GPU kernel tuning
To get the maximum performance out of your GPU, the CUDA kernels need to be tuned to find the most optimal settings (e.g. threadblock sizes) for your setup. For this tuning, we use Kernel Launcher and Kernel Tuner, both developed by the Dutch eScience Center (NLeSC). For more info on GPU kernel tuning, see the Kernel Tuner reference paper.
The tuning consists of two (or three) steps. First, Kernel Launcher captures runtime information from MicroHH, like the kernels (code) that need to be tuned, and the kernel input data and parameters. Second, Kernel Tuner is used to find the most optimal configuration for each kernel.

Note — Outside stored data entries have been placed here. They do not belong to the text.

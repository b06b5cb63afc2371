//! # zskiplist
//!
//! An in-memory ordered index: a rank-aware skip list keyed by a
//! composite (score: `f64`, value: `String`) pair, kept permanently
//! sorted. Expected O(log n) insertion, deletion, rank lookup,
//! value-by-rank lookup, and inclusive range queries/deletions —
//! the structure that backs a sorted-set primitive in a storage
//! engine.
//!
//! Keys are assumed unique by the caller; inserting the same
//! (score, value) pair twice silently creates a second entry. The
//! list performs no internal synchronization: wrap it in a lock for
//! concurrent access.
//!
//! ```
//! use zskiplist::{ScoreRange, SkipList};
//!
//! let mut list = SkipList::with_seed(42);
//! list.insert(3.0, "hello");
//! list.insert(9.0, "java");
//! list.insert(10.0, "golang");
//!
//! assert_eq!(list.rank(9.0, "java"), Ok(2));
//! assert_eq!(list.value_by_rank(3), Ok("golang"));
//! assert_eq!(list.first_in_range(&ScoreRange::new(4.0, 20.0)), Ok((9.0, "java")));
//! ```

/// Operation errors: `NotFound` and the crate-wide result alias.
pub mod error;
/// The rank-aware skip list: node/arena model, core operations,
/// score ranges, invariant validation.
pub mod skiplist;

pub use error::{SkipListError, SkipListResult};
pub use skiplist::{
    Iter, RangeIter, RevIter, ScoreRange, SkipList, SkipListStatistics, ValidationError, MAX_LEVEL,
};
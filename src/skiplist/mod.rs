//! SkipList с учётом рангов — упорядоченный индекс по ключу
//! (score, value).
//!
//! # Модули
//!
//! - `node`: арена, узлы и слоты уровней.
//! - `list`: сам список — вставка, удаление, ранги, диапазоны.
//! - `range`: закрытый диапазон по score.
//! - `safety`: валидация инвариантов и статистика.

pub mod list;
pub mod node;
pub mod range;
pub mod safety;

pub use list::{Iter, RangeIter, RevIter, SkipList};
pub use node::MAX_LEVEL;
pub use range::ScoreRange;
pub use safety::{SkipListStatistics, ValidationError};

These configurations are appended to a wisdom file, which are used runtime by MicroHH to select the most optimal configuration for the setup and case that you are running.
Installation
The Kernel Launcher code is loaded automatically through a Git submodule in microhh/external/kernel_launcher
. If that is not the case, try updating all submodules:
git submodule update --init --recursive
Kernel Tuner is available through PyPI, and can be installed (together with its dependencies) using:
pip install kernel_tuner[cuda]
# Or to install the requirements manually:
pip install pycuda cupy scikit-learn scikit-optimize kernel_tuner
Next, you need to configure and compile MicroHH with Kernel Launcher enabled:
cmake -DUSESP=true -DUSECUDA=true -DUSEKERNELLAUNCHER=true ..
GPU tuning
To tune a specific model setup, simply run the init
and run
phase as usual, but for the run
phase, you need to specify which kernels you want to tune:
# Specify selection of kernels:
KERNEL_LAUNCHER_TUNE=advec_2i5* ./microhh run drycblles
# Or simply tune all:
KERNEL_LAUNCHER_TUNE=* ./microhh run drycblles
Kernel Launcher will provide info about which captures are exported, e.g.:
KERNEL_LAUNCHER [INFO] the following kernels will be captured: *
KERNEL_LAUNCHER [INFO] writing capture to /home/bart/meteo/models/microhh/captures/diff_smag2__calc_strain2_float_128x128x128.json for kernel diff_smag2::calc_strain2@float
Et cetera.
Once the captures are saved and the time integration starts, you can safely kill MicroHH. A number of captures have now have been written to microhh/captures
in the form of .json
(tuning settings/parameters) and .bin
(input for kernels) files.
Warning
The captured files include full 3D fields, which are needed as input for the kernels during tuning. As a result, the disk space used by captures
can grow rapidly. After the tuning step below is finished, the .json
and .bin
files can safely be deleted to free disk space.
To tune the code, run the tune.py
script in microhh/tuner
:
# Tune selection of captures:
python tune.py ../captures/*128x128x128.json --time=30:00
# Or simply tune all:
python tune.py ../captures/*.json --iterations=250
As you can see, there are different methods for specifying how much time Kernel Tuner should spend tuning each kernel. After tuning, the most optimal configurations for your specific setup are appended to the wisdom files in microhh/wisdom/
. For each kernel (with settings name captures/kernel_name.json
in this example), the individual timings are written to captures/kernel_name.cache.json
, and can be visualised with microhh/tuner/plot_cache.py
.
In its default configuration, tune.py
uses a Bayesian optimization strategy to find the most optimal configuration. As shown in the figure below – which shows the timings of tuning the advec_2i5 scheme for one hour – Kernel Tuner manages to find a reasonably optimal configuration fairly quickly, although finding the absolute fastest configuration took almost one hour.
Using the wisdom files
During the run
phase, MicroHH / Kernel Launcher reads the wisdom files, and selects the best configuration. Unless the exact configuration is available in the wisdom files, Kernel Tuner will inform you which configuration it selected, for example:
KERNEL_LAUNCHER [INFO] no wisdom found for kernel "diff_smag2::calc_strain2@float",
device "NVIDIA RTX A5000", and problem size (64, 64, 128),
using configuration for different problem size: (128, 128, 128).
Note that Kernel Launcher will always pick one configuration, even if it might not be optimal for your setup or GPU:
KERNEL_LAUNCHER [WARN] no wisdom found for kernel "diff_smag2::calc_strain2@float"
and device "NVIDIA GeForce RTX 2060 SUPER",
using configuration for different device "NVIDIA RTX A5000".
Tuning all tunable kernels
Exporting the captures for all available (tunable) kernels, and a variety of grid sizes, can be a tedious task. The drycblles_tuner.py
script in the drycblles
case simplifies this task by automatically running the model in various configurations, such that all tunable kernels are captured.
Debugging
To get more info out of Kernel Launcher, run the model with:
KERNEL_LAUNCHER_LOG=debug ./microhh run drycblles